Please count the lines in the listing below where the word "before" appears. Give the number only.
....
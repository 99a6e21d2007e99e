//! Broker worker threads.
//!
//! A broker is bound to exactly one stock at creation time and reacts to
//! that stock's broadcasts with a fixed buy-low/sell-high rule. The
//! whole wake cycle runs under the stock's mutex, so no two brokers'
//! decisions ever interleave on the same book.

use std::sync::Arc;

use crate::events::{EventSink, SimEvent, TradeAction, TradeEvent};
use crate::market::Stock;
use crate::shutdown::ShutdownFlag;

/// Immutable description of one broker, built before its thread starts.
#[derive(Clone)]
pub struct BrokerSpec {
    pub id: usize,
    pub stock: Arc<Stock>,
    pub buy_price: i64,
    pub buy_size: u32,
    pub sell_price: i64,
    pub sell_size: u32,
}

impl BrokerSpec {
    /// Thresholds derive from the stock's initial price and the broker's
    /// 1-based rank within the group watching that stock; higher ranks
    /// trade on a wider spread.
    pub fn from_rank(
        id: usize,
        stock: Arc<Stock>,
        initial_price: i64,
        rank: usize,
        spread_step: i64,
        buy_size: u32,
        sell_size: u32,
    ) -> Self {
        let spread = spread_step * (1 + rank as i64);
        Self {
            id,
            stock,
            buy_price: initial_price - spread,
            buy_size,
            sell_price: initial_price + spread,
            sell_size,
        }
    }
}

/// Reactive loop of one broker thread.
///
/// The book lock is held across the whole loop; the condvar wait
/// releases it while blocked and re-acquires it on wake. Termination is
/// checked before every wait (including the first) and again at the top
/// of each wake cycle. It never pre-empts an in-progress decision: a
/// flag raised mid-decision is observed on the next wakeup.
pub fn run(spec: BrokerSpec, shutdown: ShutdownFlag, sink: EventSink) {
    tracing::debug!(broker = spec.id, stock = spec.stock.name(), "broker watching");

    let mut book = spec.stock.lock();
    while !shutdown.is_set() {
        spec.stock.wait(&mut book);
        if shutdown.is_set() {
            break;
        }

        if book.price < spec.buy_price && book.quantity > 0 {
            let filled = book.buy(spec.buy_size);
            sink.emit(SimEvent::Trade(TradeEvent {
                broker: spec.id,
                stock: spec.stock.name().to_string(),
                action: TradeAction::Buy,
                size: filled,
            }));
        } else if book.price > spec.sell_price {
            let size = book.sell(spec.sell_size);
            sink.emit(SimEvent::Trade(TradeEvent {
                broker: spec.id,
                stock: spec.stock.name().to_string(),
                action: TradeAction::Sell,
                size,
            }));
        }
    }
    drop(book);

    tracing::debug!(broker = spec.id, "broker terminated");
}
//! Events the core produces for an external reporting layer.
//!
//! The core performs no I/O. Runs that want observation attach an
//! [`EventSink`] backed by a crossbeam channel and drain the receiver on
//! their own thread; throughput runs use [`EventSink::disabled`] and pay
//! nothing beyond an `Option` check.

use crossbeam::channel::{self, Receiver, Sender};
use serde::Serialize;

#[derive(Debug, Clone, Copy, PartialEq, Eq, Serialize)]
pub enum TradeAction {
    Buy,
    Sell,
}

/// One executed broker decision.
#[derive(Debug, Clone, Serialize)]
pub struct TradeEvent {
    pub broker: usize,
    pub stock: String,
    pub action: TradeAction,
    /// Units actually moved, after clamping.
    pub size: u32,
}

/// Per-tick state of one stock, as seen right after the driver processed it.
#[derive(Debug, Clone, Serialize)]
pub struct TickRecord {
    pub tick: u64,
    pub stock: String,
    pub price: i64,
    pub quantity: u32,
    /// Whether the price actually changed this tick.
    pub moved: bool,
}

/// One successful ticket-agent transaction.
#[derive(Debug, Clone, Serialize)]
pub struct TicketSale {
    pub agent: usize,
    /// Units sold in this transaction, after clamping.
    pub sold: u32,
    /// Running total after this transaction.
    pub total: u32,
}

#[derive(Debug, Clone, Serialize)]
#[serde(tag = "kind", rename_all = "snake_case")]
pub enum SimEvent {
    Tick(TickRecord),
    Trade(TradeEvent),
    TicketSale(TicketSale),
}

/// Cloneable handle the simulation threads emit through.
#[derive(Clone)]
pub struct EventSink(Option<Sender<SimEvent>>);

impl EventSink {
    /// A sink paired with the receiver the caller drains.
    pub fn channel() -> (Self, Receiver<SimEvent>) {
        let (tx, rx) = channel::unbounded();
        (Self(Some(tx)), rx)
    }

    /// A sink that drops everything, for benchmark-mode runs.
    pub fn disabled() -> Self {
        Self(None)
    }

    pub fn is_enabled(&self) -> bool {
        self.0.is_some()
    }

    /// Best-effort send: a dropped receiver silently ends reporting.
    pub fn emit(&self, event: SimEvent) {
        if let Some(tx) = &self.0 {
            let _ = tx.send(event);
        }
    }
}

#[cfg(test)]
mod tests {
    use super::*;

    #[test]
    fn channel_sink_delivers_in_order() {
        let (sink, rx) = EventSink::channel();
        assert!(sink.is_enabled());

        for tick in 0..3 {
            sink.emit(SimEvent::Tick(TickRecord {
                tick,
                stock: "A".to_string(),
                price: 100,
                quantity: 50,
                moved: false,
            }));
        }
        drop(sink);

        let ticks: Vec<u64> = rx
            .iter()
            .map(|ev| match ev {
                SimEvent::Tick(t) => t.tick,
                other => panic!("unexpected event: {other:?}"),
            })
            .collect();
        assert_eq!(ticks, vec![0, 1, 2]);
    }

    #[test]
    fn disabled_sink_is_a_no_op() {
        let sink = EventSink::disabled();
        assert!(!sink.is_enabled());
        sink.emit(SimEvent::Trade(TradeEvent {
            broker: 0,
            stock: "A".to_string(),
            action: TradeAction::Buy,
            size: 5,
        }));
    }

    #[test]
    fn emit_survives_a_dropped_receiver() {
        let (sink, rx) = EventSink::channel();
        drop(rx);
        sink.emit(SimEvent::Trade(TradeEvent {
            broker: 1,
            stock: "B".to_string(),
            action: TradeAction::Sell,
            size: 5,
        }));
    }
}
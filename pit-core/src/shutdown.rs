//! Two-phase cooperative shutdown.
//!
//! Phase one raises the write-once termination flag; phase two
//! broadcasts every stock's condition variable while holding its lock.
//! Broadcasting under the lock closes the window where a broker has
//! checked the flag but not yet entered its wait: such a broker still
//! holds the mutex, so the coordinator cannot broadcast until the wait
//! has released it. Brokers never poll the flag; they observe it
//! synchronously after each wakeup.

use std::sync::atomic::{AtomicBool, Ordering};
use std::sync::Arc;

use crate::market::Stock;

/// Process-wide termination signal, written once by the coordinator and
/// read by every broker after a wakeup.
#[derive(Clone, Debug, Default)]
pub struct ShutdownFlag(Arc<AtomicBool>);

impl ShutdownFlag {
    pub fn new() -> Self {
        Self(Arc::new(AtomicBool::new(false)))
    }

    /// Single writer: the shutdown coordinator (or an operator interrupt
    /// requesting an early finish).
    pub fn set(&self) {
        self.0.store(true, Ordering::Release);
    }

    pub fn is_set(&self) -> bool {
        self.0.load(Ordering::Acquire)
    }
}

/// Signal termination and wake every blocked broker.
pub fn signal_all(flag: &ShutdownFlag, stocks: &[Arc<Stock>]) {
    flag.set();
    for stock in stocks {
        let guard = stock.lock();
        stock.notify_all();
        drop(guard);
    }
    tracing::debug!(stocks = stocks.len(), "termination broadcast sent");
}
....
### Solution to this problem
2